• [EXERCISE OBJECTIVE]: When the string "lock" is part of a line below, that line should be copied.

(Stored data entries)
——————————

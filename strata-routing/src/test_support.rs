//! In-crate fake connector for unit tests.

use std::collections::HashSet;
use std::sync::atomic::{AtomicUsize, Ordering};
use std::sync::{Arc, Mutex};

use async_trait::async_trait;
use strata_core::{ConnectionError, ConnectionResult, Endpoint};

use crate::connection::{Connection, Connector, Reply, Request};

type Responder = dyn Fn(&Endpoint, &Request) -> ConnectionResult<Reply> + Send + Sync;

pub fn endpoint(port: u16) -> Endpoint {
    Endpoint::new("127.0.0.1", port)
}

/// Connector whose connections answer through a shared responder closure.
pub struct FakeConnector {
    pub connects: AtomicUsize,
    pub close_attempts: Arc<AtomicUsize>,
    refused: Mutex<HashSet<Endpoint>>,
    stalled: Mutex<HashSet<Endpoint>>,
    failing_close: Mutex<HashSet<Endpoint>>,
    responder: Arc<Responder>,
    /// `(endpoint, operation)` for every executed request, in order.
    pub executed: Arc<Mutex<Vec<(Endpoint, &'static str)>>>,
}

impl Default for FakeConnector {
    fn default() -> Self {
        Self::with_responder(|_, _| Ok(Reply::Applied))
    }
}

impl FakeConnector {
    pub fn with_responder(
        responder: impl Fn(&Endpoint, &Request) -> ConnectionResult<Reply> + Send + Sync + 'static,
    ) -> Self {
        Self {
            connects: AtomicUsize::new(0),
            close_attempts: Arc::new(AtomicUsize::new(0)),
            refused: Mutex::new(HashSet::new()),
            stalled: Mutex::new(HashSet::new()),
            failing_close: Mutex::new(HashSet::new()),
            responder: Arc::new(responder),
            executed: Arc::new(Mutex::new(Vec::new())),
        }
    }

    pub fn refuse(&self, endpoint: Endpoint) {
        self.refused.lock().unwrap().insert(endpoint);
    }

    pub fn fail_close(&self, endpoint: Endpoint) {
        self.failing_close.lock().unwrap().insert(endpoint);
    }

    pub fn accept(&self, endpoint: &Endpoint) {
        self.refused.lock().unwrap().remove(endpoint);
    }

    /// Makes connects to `endpoint` hang forever once counted.
    pub fn stall(&self, endpoint: Endpoint) {
        self.stalled.lock().unwrap().insert(endpoint);
    }
}

pub struct FakeConnection {
    endpoint: Endpoint,
    fail_close: bool,
    close_attempts: Arc<AtomicUsize>,
    responder: Arc<Responder>,
    executed: Arc<Mutex<Vec<(Endpoint, &'static str)>>>,
}

#[async_trait]
impl Connection for FakeConnection {
    fn endpoint(&self) -> &Endpoint {
        &self.endpoint
    }

    async fn execute(&self, request: &Request) -> ConnectionResult<Reply> {
        self.executed
            .lock()
            .unwrap()
            .push((self.endpoint.clone(), request.name()));
        (self.responder)(&self.endpoint, request)
    }

    async fn close(&self) -> ConnectionResult<()> {
        self.close_attempts.fetch_add(1, Ordering::SeqCst);
        if self.fail_close {
            return Err(ConnectionError::Transport {
                endpoint: self.endpoint.clone(),
                reason: "socket already reset".to_string(),
            });
        }
        Ok(())
    }
}

#[async_trait]
impl Connector for FakeConnector {
    type Connection = FakeConnection;

    async fn connect(&self, endpoint: &Endpoint) -> ConnectionResult<FakeConnection> {
        if self.refused.lock().unwrap().contains(endpoint) {
            return Err(ConnectionError::ConnectFailed {
                endpoint: endpoint.clone(),
                reason: "connection refused".to_string(),
            });
        }
        self.connects.fetch_add(1, Ordering::SeqCst);
        let stalled = self.stalled.lock().unwrap().contains(endpoint);
        if stalled {
            std::future::pending::<()>().await;
        }
        Ok(FakeConnection {
            endpoint: endpoint.clone(),
            fail_close: self.failing_close.lock().unwrap().contains(endpoint),
            close_attempts: Arc::clone(&self.close_attempts),
            responder: Arc::clone(&self.responder),
            executed: Arc::clone(&self.executed),
        })
    }
}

——————————

• [ANSWER BOX]:
        self.refused.lock().unwrap().insert(endpoint);
        self.failing_close.lock().unwrap().insert(endpoint);
        self.refused.lock().unwrap().remove(endpoint);
        self.stalled.lock().unwrap().insert(endpoint);
            .lock()
        if self.refused.lock().unwrap().contains(endpoint) {
        let stalled = self.stalled.lock().unwrap().contains(endpoint);
            fail_close: self.failing_close.lock().unwrap().contains(endpoint),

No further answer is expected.